C’était peu, en apparence, que d’inventer et de préconiser un simple procédé mnémonique ; mais en formulant cette unique règle « que toutes les notes placées sur la même ligne doivent avoir le même sens », il avait posé la loi primordiale de la lecture musicale, il avait remplacé la routine par la méthode, rendu la musique accessible à tous. Tels sont les vrais services dont notre art est redevable à Guy d’Arezzo. Ils sont assez glorieux pour qu’il soit inutile de lui attribuer mille inventions dont il n’est pas l’auteur.

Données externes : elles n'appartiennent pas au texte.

//! Learning rate schedulers for training optimization
//!
//! This module provides constant, linear, cosine, exponential and step-based
//! schedules with optional linear warmup. The trainer steps a scheduler once
//! per training epoch and pushes the new rate into the paired optimizer, so
//! "steps" below are scheduler steps, not batches.

use serde::{Deserialize, Serialize};

use super::Optimizer;
use crate::error::{Error, Result};
use crate::training::group::Group;

/// Trait for learning rate schedulers
pub trait Scheduler {
    /// Scheduler name
    fn name(&self) -> &str;

    /// Advance one step and return the new learning rate
    fn step(&mut self) -> f64;

    /// Get current learning rate
    fn get_lr(&self) -> f64;

    /// Check if scheduler is done (for finite schedules)
    fn is_done(&self) -> bool {
        false
    }

    /// Reset scheduler to initial state
    fn reset(&mut self);
}

/// Describes a schedule before it is bound to an optimizer
pub trait SchedulerFactory {
    /// Create a scheduler starting from `optimizer`'s learning rate
    fn bind(&self, optimizer: &dyn Optimizer) -> Result<Box<dyn Scheduler>>;
}

/// Schedulers owned by a trainer
pub type SchedulerGroup = Group<Box<dyn Scheduler>>;

/// Scheduler factories handed to a trainer builder
pub type SchedulerFactoryGroup = Group<Box<dyn SchedulerFactory>>;

/// Linear warmup: reaches `base_lr` on the last warmup step
fn warmup_lr(base_lr: f64, step: usize, warmup_steps: usize) -> Option<f64> {
    (step < warmup_steps).then(|| base_lr * (step + 1) as f64 / warmup_steps as f64)
}

fn decay_progress(step: usize, warmup_steps: usize, total_steps: usize) -> f64 {
    let decay_steps = total_steps.saturating_sub(warmup_steps).max(1);
    ((step - warmup_steps) as f64 / decay_steps as f64).min(1.0)
}

/// Constant learning rate
pub struct ConstantScheduler {
    lr: f64,
}

impl ConstantScheduler {
    /// Create a new constant scheduler
    pub fn new(lr: f64) -> Self {
        Self { lr }
    }
}

impl Scheduler for ConstantScheduler {
    fn name(&self) -> &str {
        "constant"
    }

    fn step(&mut self) -> f64 {
        self.lr
    }

    fn get_lr(&self) -> f64 {
        self.lr
    }

    fn reset(&mut self) {}
}

/// Linear learning rate scheduler
pub struct LinearScheduler {
    /// Base learning rate
    base_lr: f64,

    /// Minimum learning rate
    min_lr: f64,

    /// Total scheduler steps
    total_steps: usize,

    /// Warmup steps
    warmup_steps: usize,

    /// Current step
    current_step: usize,

    /// Current learning rate
    current_lr: f64,
}

impl LinearScheduler {
    /// Create a new linear scheduler
    pub fn new(base_lr: f64, min_lr: f64, total_steps: usize, warmup_steps: usize) -> Self {
        let mut scheduler = Self {
            base_lr,
            min_lr,
            total_steps,
            warmup_steps,
            current_step: 0,
            current_lr: base_lr,
        };
        scheduler.current_lr = scheduler.calculate_lr();
        scheduler
    }

    fn calculate_lr(&self) -> f64 {
        warmup_lr(self.base_lr, self.current_step, self.warmup_steps).unwrap_or_else(|| {
            let progress = decay_progress(self.current_step, self.warmup_steps, self.total_steps);
            self.min_lr + (self.base_lr - self.min_lr) * (1.0 - progress)
        })
    }
}

impl Scheduler for LinearScheduler {
    fn name(&self) -> &str {
        "linear"
    }

    fn step(&mut self) -> f64 {
        self.current_step += 1;
        self.current_lr = self.calculate_lr();
        self.current_lr
    }

    fn get_lr(&self) -> f64 {
        self.current_lr
    }

    fn is_done(&self) -> bool {
        self.current_step >= self.total_steps
    }

    fn reset(&mut self) {
        self.current_step = 0;
        self.current_lr = self.calculate_lr();
    }
}

/// Cosine annealing learning rate scheduler
pub struct CosineScheduler {
    /// Base learning rate
    base_lr: f64,

    /// Minimum learning rate
    min_lr: f64,

    /// Total scheduler steps
    total_steps: usize,

    /// Warmup steps
    warmup_steps: usize,

    /// Current step
    current_step: usize,

    /// Current learning rate
    current_lr: f64,
}

impl CosineScheduler {
    /// Create a new cosine scheduler
    pub fn new(base_lr: f64, min_lr: f64, total_steps: usize, warmup_steps: usize) -> Self {
        let mut scheduler = Self {
            base_lr,
            min_lr,
            total_steps,
            warmup_steps,
            current_step: 0,
            current_lr: base_lr,
        };
        scheduler.current_lr = scheduler.calculate_lr();
        scheduler
    }

    fn calculate_lr(&self) -> f64 {
        warmup_lr(self.base_lr, self.current_step, self.warmup_steps).unwrap_or_else(|| {
            let progress = decay_progress(self.current_step, self.warmup_steps, self.total_steps);
            let cosine_factor = 0.5 * (1.0 + (std::f64::consts::PI * progress).cos());
            self.min_lr + (self.base_lr - self.min_lr) * cosine_factor
        })
    }
}

impl Scheduler for CosineScheduler {
    fn name(&self) -> &str {
        "cosine"
    }

    fn step(&mut self) -> f64 {
        self.current_step += 1;
        self.current_lr = self.calculate_lr();
        self.current_lr
    }

    fn get_lr(&self) -> f64 {
        self.current_lr
    }

    fn is_done(&self) -> bool {
        self.current_step >= self.total_steps
    }

    fn reset(&mut self) {
        self.current_step = 0;
        self.current_lr = self.calculate_lr();
    }
}

/// Exponential learning rate scheduler
pub struct ExponentialScheduler {
    base_lr: f64,
    gamma: f64,
    warmup_steps: usize,
    current_step: usize,
    current_lr: f64,
}

impl ExponentialScheduler {
    /// Create a new exponential scheduler
    pub fn new(base_lr: f64, gamma: f64, warmup_steps: usize) -> Self {
        let mut scheduler = Self {
            base_lr,
            gamma,
            warmup_steps,
            current_step: 0,
            current_lr: base_lr,
        };
        scheduler.current_lr = scheduler.calculate_lr();
        scheduler
    }

    fn calculate_lr(&self) -> f64 {
        warmup_lr(self.base_lr, self.current_step, self.warmup_steps).unwrap_or_else(|| {
            let decay_steps = self.current_step - self.warmup_steps;
            self.base_lr * self.gamma.powi(decay_steps as i32)
        })
    }
}

impl Scheduler for ExponentialScheduler {
    fn name(&self) -> &str {
        "exponential"
    }

    fn step(&mut self) -> f64 {
        self.current_step += 1;
        self.current_lr = self.calculate_lr();
        self.current_lr
    }

    fn get_lr(&self) -> f64 {
        self.current_lr
    }

    fn reset(&mut self) {
        self.current_step = 0;
        self.current_lr = self.calculate_lr();
    }
}

/// Step learning rate scheduler
pub struct StepScheduler {
    base_lr: f64,
    step_size: usize,
    gamma: f64,
    warmup_steps: usize,
    current_step: usize,
    current_lr: f64,
}

impl StepScheduler {
    /// Create a new step scheduler
    pub fn new(base_lr: f64, step_size: usize, gamma: f64, warmup_steps: usize) -> Self {
        let mut scheduler = Self {
            base_lr,
            step_size: step_size.max(1),
            gamma,
            warmup_steps,
            current_step: 0,
            current_lr: base_lr,
        };
        scheduler.current_lr = scheduler.calculate_lr();
        scheduler
    }

    fn calculate_lr(&self) -> f64 {
        warmup_lr(self.base_lr, self.current_step, self.warmup_steps).unwrap_or_else(|| {
            let decays = (self.current_step - self.warmup_steps) / self.step_size;
            self.base_lr * self.gamma.powi(decays as i32)
        })
    }
}

impl Scheduler for StepScheduler {
    fn name(&self) -> &str {
        "step"
    }

    fn step(&mut self) -> f64 {
        self.current_step += 1;
        self.current_lr = self.calculate_lr();
        self.current_lr
    }

    fn get_lr(&self) -> f64 {
        self.current_lr
    }

    fn reset(&mut self) {
        self.current_step = 0;
        self.current_lr = self.calculate_lr();
    }
}

/// Serializable schedule description
#[derive(Debug, Clone, PartialEq, Serialize, Deserialize)]
#[serde(tag = "type", rename_all = "lowercase")]
pub enum SchedulerConfig {
    /// Keep the optimizer's learning rate
    Constant,
    /// Linear decay to `min_lr`
    Linear {
        /// Final learning rate
        #[serde(default)]
        min_lr: f64,
        /// Steps until `min_lr` is reached
        total_steps: usize,
        /// Linear warmup steps
        #[serde(default)]
        warmup_steps: usize,
    },
    /// Cosine annealing to `min_lr`
    Cosine {
        /// Final learning rate
        #[serde(default)]
        min_lr: f64,
        /// Steps until `min_lr` is reached
        total_steps: usize,
        /// Linear warmup steps
        #[serde(default)]
        warmup_steps: usize,
    },
    /// Multiply by `gamma` every `step_size` steps
    Step {
        /// Steps between decays
        step_size: usize,
        /// Decay factor
        gamma: f64,
        /// Linear warmup steps
        #[serde(default)]
        warmup_steps: usize,
    },
    /// Multiply by `gamma` every step
    Exponential {
        /// Decay factor
        gamma: f64,
        /// Linear warmup steps
        #[serde(default)]
        warmup_steps: usize,
    },
}

impl SchedulerConfig {
    /// Validate schedule parameters
    pub fn validate(&self) -> Result<()> {
        match self {
            Self::Constant => Ok(()),
            Self::Linear {
                total_steps,
                warmup_steps,
                ..
            }
            | Self::Cosine {
                total_steps,
                warmup_steps,
                ..
            } if total_steps <= warmup_steps => Err(Error::config(format!(
                "total_steps ({total_steps}) must exceed warmup_steps ({warmup_steps})"
            ))),
            Self::Step { step_size: 0, .. } => Err(Error::config("step_size must be > 0")),
            Self::Step { gamma, .. } | Self::Exponential { gamma, .. } if *gamma <= 0.0 => {
                Err(Error::config(format!("gamma must be positive, got {gamma}")))
            }
            _ => Ok(()),
        }
    }
}

impl SchedulerFactory for SchedulerConfig {
    fn bind(&self, optimizer: &dyn Optimizer) -> Result<Box<dyn Scheduler>> {
        self.validate()?;
        let base_lr = optimizer.learning_rate();

        let scheduler: Box<dyn Scheduler> = match *self {
            Self::Constant => Box::new(ConstantScheduler::new(base_lr)),
            Self::Linear {
                min_lr,
                total_steps,
                warmup_steps,
            } => Box::new(LinearScheduler::new(base_lr, min_lr, total_steps, warmup_steps)),
            Self::Cosine {
                min_lr,
                total_steps,
                warmup_steps,
            } => Box::new(CosineScheduler::new(base_lr, min_lr, total_steps, warmup_steps)),
            Self::Step {
                step_size,
                gamma,
                warmup_steps,
            } => Box::new(StepScheduler::new(base_lr, step_size, gamma, warmup_steps)),
            Self::Exponential {
                gamma,
                warmup_steps,
            } => Box::new(ExponentialScheduler::new(base_lr, gamma, warmup_steps)),
        };
        Ok(scheduler)
    }
}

Nous n’avons parlé jusqu’ici que de la musique d’église ; il ne faudrait pas croire pourtant que les amateurs et dilettantes des premiers siècles du moyen âge n’aient eu pour toute distraction que les mélodies grégoriennes et quelques hymnes et antiennes. Héritière, après les invasions, de tout ce qui restait en Occident du trésor intellectuel des Grecs et des Romains, l’Église s’était emparée des lettres, des arts et de la musique, par conséquent ; aussi admettait-elle peu qu’il y eût des chants en dehors d’elle, et ses écrivains ne parlent de la musique profane que pour la flétrir ou la bannir. Mais, vivace comme tout ce qui vient du peuple, cette musique, léguée par les Romains ou apportée par les barbares de tous les coins du monde, n’en avait pas moins continué sa route lentement, sourdement presque, mais, en somme, sans interruption.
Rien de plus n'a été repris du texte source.